Maluku Tengah – Kepiting bakau memiliki peran besar dalam mendongkrak pendapatan. Di Desa Kobisonta, sedikitnya 5 ton kepiting bakau bisa dihasilkan serta mampu menyumbang lebih dari Rp500 juta per bulan pada perekonomian masyarakat.
Kepiting bakau (Scylla sp) merupakan sumber keragaman hayati yang habitat aslinya ada di dalam hutan mangrove dan berkembang pada kawasan pesisir. Termasuk dalam golongan krustasea, hewan ini memiliki nilai protein yang tinggi, mulai dari vitamin B, vitamin E, fosfor, yodium, dan kandungan bermanfaat lainnya.
Saat ini untuk memperoleh benih yang akan dibesarkan, kepiting dari alam masih menjadi andalan. Kepiting ditangkap di area hutan mangrove dengan menggunakan perangkap berukuran kotak dan berbahan besi. Pada proses penangkapannya, agar kepiting mau mendekat dan masuk, di dalam perangkap juga dipasang umpan berupa ikan-ikan berukuran kecil.
Agar ketersedian benihnya di alam terus ada, Kementerian Kelautan dan Perikanan turut mengatur pengelolaan kepiting bakau sebagaimana tertuang pada Peraturan Menteri Kelautan Perikanan Nomor 16 Tahun 2022 tentang Pengelolaan Lobster (Panulirus spp), Kepiting (Scylla spp) dan Rajungan (Portunus spp) di Wilayah Negara Republik Indonesia. Lebih lanjut, peraturan tersebut mengatur tentang syarat kepiting yang boleh ditangkap dan diperdagangkan, yaitu kepiting yang tidak dalam kondisi bertelur serta ukuran lebar karapasnya lebih dari 12 cm.
Usai ditangkap dari alam selanjutnya kepiting dipindahkan ke media tambak air payau sebagai media pembesaran. Hal ini dilakukan karena laju pertumbuhan kepiting ada pada salinitis atau kadar garam 10-15 ppt. Kepiting bakau sendiri bersifat euryhaline atau toleran terhadap kisaran salinitas yang luas, yaitu antara 0-35 ppt.
Proses pembesaran kepiting seiring waktu juga turut menunjukan kemajuan. Dari sebelumnya yang hanya memanfaatkan media kolam tanah, kini kurungan atau crab house pada tambak banyak digunakan pembudidaya untuk meningkatkan produktivitas budidayanya.

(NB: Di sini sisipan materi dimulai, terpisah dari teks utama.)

/**
 * Pairchat Server Entry Point
 *
 * Loads `.env`, initializes tracing, reads the configuration and serves the
 * chat application.
 */

use pairchat::backend::server::init::create_app;
use pairchat::shared::config::ServerConfig;
use tracing_subscriber::EnvFilter;

#[tokio::main]
async fn main() -> Result<(), Box<dyn std::error::Error>> {
    // Load environment variables from .env file if present
    dotenv::dotenv().ok();

    // RUST_LOG wins; info otherwise
    let env_filter = EnvFilter::try_from_default_env().unwrap_or_else(|_| EnvFilter::new("info"));
    tracing_subscriber::fmt().with_env_filter(env_filter).init();

    let config = ServerConfig::from_env()?;
    let addr = config.bind_address();
    tracing::info!("[STARTUP] Server initialization started");

    let app = create_app(config).await;

    let listener = tokio::net::TcpListener::bind(&addr).await?;
    tracing::info!("[STARTUP] Listening on {}", addr);
    axum::serve(listener, app).await?;

    Ok(())
}
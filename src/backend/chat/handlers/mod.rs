//! Chat Handlers Module
//!
//! This module contains the per-connection realtime protocol and the HTTP
//! handlers of the chat service.
//!
//! # Architecture
//!
//! - **`session`** - `ChatSession`: event dispatch, error boundary, identity binding
//! - **`rooms`** - `chat_request`, `join_chat`, `chat_accepted`, `leave_chat`, `delete_chat`
//! - **`messages`** - `send_message`
//! - **`history`** - REST room listing and lookup
//! - **`status`** - Health check and notification hook
//!
//! # Module Structure
//!
//! ```text
//! handlers/
//! ├── mod.rs          - Module exports and documentation
//! ├── session.rs      - ChatSession
//! ├── rooms.rs        - Room lifecycle events
//! ├── messages.rs     - Message events
//! ├── history.rs      - GET /api/chats/...
//! └── status.rs       - GET /api/health, POST /api/notifications
//! ```
//!
//! # Event Table
//!
//! | Client event     | Emits                                                         |
//! |------------------|---------------------------------------------------------------|
//! | `join`           | nothing                                                       |
//! | `leave`          | nothing                                                       |
//! | `chat_request`   | `chat_request` to receiver, `update_chat_list` to both, `chat_request_success` to requester |
//! | `join_chat`      | `previous_messages` to requester, `update_chat_list` to both  |
//! | `send_message`   | `receive_message` to room group, `update_chat_list` to both   |
//! | `chat_accepted`  | `chat_accepted` to sender, `update_chat_list` to both         |
//! | `leave_chat`     | nothing                                                       |
//! | `delete_chat`    | `chat_deleted` to room group, `update_chat_list` to both      |
//!
//! Any failure emits `error` to the originating connection only.

/// Per-connection session
pub mod session;

/// Room lifecycle events
pub mod rooms;

/// Message events
pub mod messages;

/// REST history handlers
pub mod history;

/// Health and notification handlers
pub mod status;

// Re-export commonly used handlers
pub use history::{get_chat, list_user_chats};
pub use messages::MAX_MESSAGE_LENGTH;
pub use session::ChatSession;
pub use status::{health, publish_notification};
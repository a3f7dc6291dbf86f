/**
 * Chat History Handlers
 *
 * Out-of-band REST access to rooms, used by clients to render the chat list
 * and to load a conversation before opening the realtime connection.
 *
 * - `GET /api/chats/user/{username}` - rooms of a participant, most recent first
 * - `GET /api/chats/{chatKey}` - one room by canonical key (`alice-bob`)
 *
 * Identifiers may contain `-`, so a key such as `a-b-c` can name more than
 * one pair. `get_chat` tries every split in order and returns the first room
 * that exists.
 */

use axum::{
    extract::{Path, State},
    Json,
};

use crate::backend::chat::store::SharedRoomStore;
use crate::backend::error::BackendError;
use crate::shared::error::ChatError;
use crate::shared::messaging::{Room, RoomKey};

/// Handle GET /api/chats/user/{username}
pub async fn list_user_chats(
    State(store): State<SharedRoomStore>,
    Path(username): Path<String>,
) -> Result<Json<Vec<Room>>, BackendError> {
    if username.trim().is_empty() {
        return Err(ChatError::invalid_participants("username must not be empty").into());
    }

    let rooms = store.list_by_participant(&username).await?;
    tracing::debug!("[Http] Listed {} room(s) for {}", rooms.len(), username);
    Ok(Json(rooms))
}

/// Handle GET /api/chats/{chatKey}
///
/// # Errors
///
/// * `400 Bad Request` - No split of the key gives two distinct identifiers
/// * `404 Not Found` - No room exists for any split
pub async fn get_chat(
    State(store): State<SharedRoomStore>,
    Path(chat_key): Path<String>,
) -> Result<Json<Room>, BackendError> {
    let candidates = RoomKey::candidates(&chat_key);
    if candidates.is_empty() {
        return Err(ChatError::invalid_participants(format!(
            "'{}' is not a canonical room key",
            chat_key
        ))
        .into());
    }

    for key in &candidates {
        if let Some(room) = store.find_by_key(key).await? {
            return Ok(Json(room));
        }
    }
    Err(ChatError::room_not_found(&chat_key).into())
}
//! Connection registry integration tests

use tokio::sync::mpsc::unbounded_channel;
use uuid::Uuid;

use pairchat::backend::realtime::ConnectionRegistry;
use pairchat::shared::event::ServerEvent;

#[test]
fn test_rebinding_moves_between_identity_groups() {
    let registry = ConnectionRegistry::new();
    let (tx, mut rx) = unbounded_channel();
    let conn = registry.register(tx);

    registry.bind(conn, "alice").unwrap();
    registry.bind(conn, "bob").unwrap();

    assert_eq!(registry.broadcast_to_identity("alice", ServerEvent::UpdateChatList), 0);
    assert_eq!(registry.broadcast_to_identity("bob", ServerEvent::UpdateChatList), 1);
    assert_eq!(rx.try_recv().unwrap(), ServerEvent::UpdateChatList);
}

#[test]
fn test_dropped_receiver_does_not_block_others() {
    let registry = ConnectionRegistry::new();
    let (tx_gone, rx_gone) = unbounded_channel();
    let (tx_live, mut rx_live) = unbounded_channel();
    let gone = registry.register(tx_gone);
    let live = registry.register(tx_live);
    registry.bind(gone, "alice").unwrap();
    registry.bind(live, "alice").unwrap();
    drop(rx_gone);

    assert_eq!(registry.broadcast_to_identity("alice", ServerEvent::UpdateChatList), 1);
    assert_eq!(rx_live.try_recv().unwrap(), ServerEvent::UpdateChatList);
}

#[test]
fn test_connection_in_many_rooms() {
    let registry = ConnectionRegistry::new();
    let (tx, _rx) = unbounded_channel();
    let conn = registry.register(tx);
    let rooms: Vec<_> = (0..3).map(|_| Uuid::new_v4()).collect();

    for room in &rooms {
        assert!(registry.join_room_group(conn, *room));
    }
    for room in &rooms {
        assert_eq!(registry.room_group_size(*room), 1);
    }

    registry.deregister(conn);
    for room in &rooms {
        assert_eq!(registry.room_group_size(*room), 0);
    }
    assert!(!registry.join_room_group(conn, rooms[0]));
}

#[tokio::test(flavor = "multi_thread", worker_threads = 4)]
async fn test_concurrent_registration() {
    let registry = ConnectionRegistry::new();

    let mut tasks = Vec::new();
    for i in 0..32 {
        let registry = registry.clone();
        tasks.push(tokio::spawn(async move {
            let (tx, rx) = unbounded_channel();
            let conn = registry.register(tx);
            let identity = if i % 2 == 0 { "alice" } else { "bob" };
            registry.bind(conn, identity).unwrap();
            (conn, rx)
        }));
    }

    let mut connections = Vec::new();
    for task in tasks {
        connections.push(task.await.unwrap());
    }

    assert_eq!(registry.connection_count(), 32);
    assert_eq!(registry.identity_connection_count("alice"), 16);
    assert_eq!(registry.identity_connection_count("bob"), 16);

    for (conn, _rx) in &connections {
        registry.deregister(*conn);
    }
    assert_eq!(registry.connection_count(), 0);
    assert_eq!(registry.identity_connection_count("alice"), 0);
}
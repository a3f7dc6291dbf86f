/**
 * Message Events
 *
 * `send_message` appends to the pair's room and fans the message out to the
 * room group. The append always completes before anything is broadcast, so
 * a receiver never sees a message the store does not have.
 */

use chrono::{DateTime, Utc};

use super::session::ChatSession;
use crate::shared::error::ChatError;
use crate::shared::event::ServerEvent;
use crate::shared::messaging::{ChatMessage, RoomKey};

/// Longest accepted message, in characters
pub const MAX_MESSAGE_LENGTH: usize = 10_000;

impl ChatSession {
    pub(super) async fn send_message(
        &self,
        participants: &[String],
        sender: &str,
        content: String,
        timestamp: Option<DateTime<Utc>>,
    ) -> Result<(), ChatError> {
        let key = RoomKey::from_participants(participants)?;

        if content.trim().is_empty() {
            return Err(ChatError::protocol("message content must not be empty"));
        }
        if content.chars().count() > MAX_MESSAGE_LENGTH {
            return Err(ChatError::protocol(format!(
                "message exceeds {} characters",
                MAX_MESSAGE_LENGTH
            )));
        }

        self.require_identity(sender)?;
        if !key.contains(sender) {
            return Err(ChatError::forbidden(format!(
                "{} is not a participant of {}",
                sender, key
            )));
        }

        let room = self.store.find_or_create(&key).await?;
        let message = ChatMessage::new(sender, content, timestamp);
        let updated = self.store.append_message(room.id, message.clone()).await?;

        let delivered = self
            .registry
            .broadcast_to_room(updated.id, ServerEvent::ReceiveMessage(message));
        tracing::debug!(
            "[Chat] {} sent message #{} in room {} ({} delivered)",
            sender,
            updated.messages.len(),
            updated.id,
            delivered
        );

        self.notifications.refresh_chat_lists(key.participants());
        Ok(())
    }
}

“Pembesaran kepiting bakau sebaiknya dilakukan dalam kurungan secara inividu. Hal ini karena jika dipelihara bersama kepiting lain sangat rawan terjadi kanibal saat kepiting lainnya molting atau ganti kulit,” jelas Risky Ismawan Penyuluh Perikanan Kabupaten Maluku Tengah.
Lebih lanjut Risky mengatakan untuk memberikan wadah organisasi, pertukaran informasi serta akses pasar, pembudaya selanjutnya dibentuk menjadi kelompok. Hingga kini, usaha pembesaran kepiting telah dijalankan oleh 135 orang pembudidaya yang tergabung dalam 5 Kelompok Pembudidaya Ikan (Pokdakan).
“Harga jual kepiting rata-rata Rp150 ribu per kilogram. Biasanya, para pengepul datang langsung ke pembudidaya untuk membeli. Karena di sini kabupaten, jadi kebanyakan kepiting dibawa dulu ke Jakarta oleh pengepul untuk selanjutnya di ekspor,” tambah Risky.
Sebelumnya Kementerian Kelautan dan Perikanan menetapkan Desa Kobisonta Kecamatan Seram Utara Timur Seti menjadi kampung budidaya dengan komoditas utama kepiting. Berbagai bentuk dukungan disalurkan oleh KKP termasuk kesempatan untuk mengakses modal usaha yang disalurkan melalui Lembaga Pengelola Modal Usaha Kelautan dan Perikanan (LPMUKP) guna mengembangkan usaha.